L’avis préalable du ministère public n’est pas nécessaire en cas de saisie en valeur ordonnée par le juge d'instruction, conformément aux dispositions de l'article 706-153 du Code de procédure pénale.
Cass. crim., 8 juill. 2015, no 15-81670, ECLI:FR:CCASS:2015:CR03189, Procureur général près la cour d’appel de Paris, D (cassation ch. de l'instr.
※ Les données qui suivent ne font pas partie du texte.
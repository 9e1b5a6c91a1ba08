//! Output directory resolution.

use std::io;
use std::path::{Path, PathBuf};

use crate::error::{KeysignerError, Result};

/// Default directory for keystores and converted key material.
pub const DEFAULT_KEYSTORE_DIR: &str = "keystore";

/// Default directory for signed APKs.
pub const DEFAULT_SIGNED_DIR: &str = "signed_apks";

/// Resolves where a flow writes its artifacts.
///
/// An empty `user_path` means `<base>/<default_name>`. Otherwise the path is
/// taken as absolute or relative to `base`. The directory is created
/// (recursively) if missing and returned in absolute form; an existing
/// absolute path comes back unchanged.
pub fn resolve_output_dir(base: &Path, user_path: &str, default_name: &str) -> Result<PathBuf> {
    let user_path = user_path.trim();
    let target = if user_path.is_empty() {
        base.join(default_name)
    } else {
        let path = Path::new(user_path);
        if path.is_absolute() {
            path.to_path_buf()
        } else {
            base.join(path)
        }
    };

    if target.is_dir() {
        return Ok(target);
    }

    std::fs::create_dir_all(&target).map_err(|source| directory_error(&target, source))?;
    tracing::debug!("Created output directory {}", target.display());

    Ok(target)
}

fn directory_error(path: &Path, source: io::Error) -> KeysignerError {
    let path = path.to_path_buf();
    match source.kind() {
        io::ErrorKind::NotFound => {
            tracing::error!("Directory or file not found: {}: {}", path.display(), source);
            KeysignerError::DirectoryNotFound { path, source }
        }
        io::ErrorKind::PermissionDenied => {
            tracing::error!("Permission denied creating {}: {}", path.display(), source);
            KeysignerError::PermissionDenied { path, source }
        }
        _ => {
            tracing::error!("Could not create or access {}: {}", path.display(), source);
            KeysignerError::DirectoryAccess { path, source }
        }
    }
}
//! CLI command implementations.

pub mod config;
pub mod menu;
CA Paris, 6 févr. 2015), M. Guérin, prés.
Parce que l’assurance-vie est un placement dont la caractéristique principale est de faire naître dans le patrimoine du souscripteur un droit éventuel sur la garantie décès, financé par l’aliénation des primes, celui-ci fut longtemps à l’abri des saisies, sauf cas exceptionnels.
Cependant, le phénomène de patrimonialisation qui a saisi l’assurance-vie à partir des années 1990 ne pouvait pas s’arrêter à la prise en compte de sa valeur dans les opérations de liquidation de la communauté ou de la succession ou à l’intégration, dans le Code des assurances, de dispositions permettant d’assurer la protection du souscripteur épargnant. En effet, afin d’éviter que ce placement constitue un sanctuaire pour les aigrefins et les personnes atteintes de phobies administratives, il était inéluctable que le législateur se préoccupe de la possibilité de confisquer cette valeur si celle-ci constitue le produit direct ou indirect d’une infraction.